Fazit: Es ist leider immer noch wichtig, daran zu erinnern, dass es hier nicht nur um Männer geht, und auch nicht um einen männlichen Gott mit seinen Geistesgaben.  Es ist - zumindest wenn man den offiziellen Lesungstexten folgt - immer noch Mühe nötig dafür, dass sich Menschen aller Geschlechter aktiv in den Text hineinlesen können, um sich als gemeint zu erfahren und die Schönheit ihrer Geistesgaben zum Leuchten bringen zu können. Das muss sich ändern, damit wir wieder zu einer Erfahrung der Fülle kommen, wie sie die Lesung beschreibt, mit allem Guten, das aus so vielen Gaben werden kann. Feiert eure Begabungen, Schwestern.

 

(*) Eine kompakte Darstellung, warum das "Mitgemeint-sein" nicht funktioniert, findet sich hier: Pinkstinks/Müssen Journalist*innen gendern?

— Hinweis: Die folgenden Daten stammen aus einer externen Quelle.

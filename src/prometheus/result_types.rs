use std::{collections::HashMap, fmt::Display, num::ParseFloatError};

use serde::{Deserialize, Serialize};

/// Decoded `data` of a query response, tagged by `resultType`.
#[derive(Debug, Clone, PartialEq, Serialize, Deserialize)]
#[serde(tag = "resultType", content = "result", rename_all = "lowercase")]
pub enum QueryResult {
    Matrix(Vec<SampleStream>),
    Vector(Vec<InstantSample>),
    Scalar(SamplePair),
    String(StringPair),
}

impl QueryResult {
    pub fn shape(&self) -> ResultShape {
        match self {
            QueryResult::Matrix(_) => ResultShape::Matrix,
            QueryResult::Vector(_) => ResultShape::Vector,
            QueryResult::Scalar(_) => ResultShape::Scalar,
            QueryResult::String(_) => ResultShape::String,
        }
    }
}

#[derive(Debug, Clone, Copy, PartialEq, Eq)]
pub enum ResultShape {
    Matrix,
    Vector,
    Scalar,
    String,
}

impl Display for ResultShape {
    fn fmt(&self, f: &mut std::fmt::Formatter<'_>) -> std::fmt::Result {
        let name = match self {
            ResultShape::Matrix => "matrix",
            ResultShape::Vector => "vector",
            ResultShape::Scalar => "scalar",
            ResultShape::String => "string",
        };
        write!(f, "{name}")
    }
}

/// One label-tagged series of a matrix.
#[derive(Debug, Clone, PartialEq, Serialize, Deserialize)]
pub struct SampleStream {
    #[serde(default)]
    pub metric: HashMap<String, String>,
    // native histogram series carry `histograms` instead
    #[serde(default)]
    pub values: Vec<SamplePair>,
}

#[derive(Debug, Clone, PartialEq, Serialize, Deserialize)]
pub struct InstantSample {
    #[serde(default)]
    pub metric: HashMap<String, String>,
    pub value: SamplePair,
}

/// `[<unix seconds>, "<value>"]` on the wire.
#[derive(Debug, Clone, Copy, PartialEq, Serialize, Deserialize)]
#[serde(try_from = "(f64, String)", into = "(f64, String)")]
pub struct SamplePair {
    pub timestamp: f64,
    pub value: f64,
}

impl SamplePair {
    pub fn timestamp_millis(&self) -> i64 {
        (self.timestamp * 1000.0).round() as i64
    }
}

impl TryFrom<(f64, String)> for SamplePair {
    type Error = ParseFloatError;

    fn try_from((timestamp, value): (f64, String)) -> Result<Self, Self::Error> {
        Ok(SamplePair {
            timestamp,
            value: value.parse()?,
        })
    }
}

impl From<SamplePair> for (f64, String) {
    fn from(pair: SamplePair) -> Self {
        (pair.timestamp, format_value(pair.value))
    }
}

#[derive(Debug, Clone, PartialEq, Serialize, Deserialize)]
#[serde(from = "(f64, String)", into = "(f64, String)")]
pub struct StringPair {
    pub timestamp: f64,
    pub value: String,
}

impl From<(f64, String)> for StringPair {
    fn from((timestamp, value): (f64, String)) -> Self {
        StringPair { timestamp, value }
    }
}

impl From<StringPair> for (f64, String) {
    fn from(pair: StringPair) -> Self {
        (pair.timestamp, pair.value)
    }
}

fn format_value(value: f64) -> String {
    if value.is_nan() {
        "NaN".to_string()
    } else if value == f64::INFINITY {
        "+Inf".to_string()
    } else if value == f64::NEG_INFINITY {
        "-Inf".to_string()
    } else {
        value.to_string()
    }
}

(**) "[Es] ist [...] aufschlussreich, wie Geschlechterfragen in den späteren Schriften des Neuen Testaments behandelt werden. Soziologen beobachten, dass junge revolutionäre Bewegungen deshalb oft Frauen anziehen, weil sie sich gegen das Establishment richten, und dass diese Bewegungen Anhängerinnen und Anhänger suchen, wo immer sie sie finden können. Die Jesusbewegung ist eine solche Bewegung. Auf dem Weg zu einer etablierten Religion geben solche Sekten oft ihre weibliche Anhängerschaft oder wenigstens weibliche Führungsrollen auf, um für das patriarchale Ethos der breiteren Gesellschaft akzeptabel zu werden. Paulus, der der Protagonist einer zweiten Phase des Neuen Testaments (im zweiten Teil der Apostelgeschichte und den Paulusbriefen) ist, die schon als (frühes) Christentum bezeichnet werden kann und durch eine wachsende Zahl von Nichtjuden gekennzeichnet ist, steht für diesen Ansatz." (Tal Ilan, Geschlecht und Geschlechterrollen, in: Wolfgang Kraus u.a. (Hrsg.), Das Neue Testament jüdisch erklärt, Stuttgart 2021, 657-661, hier 660.)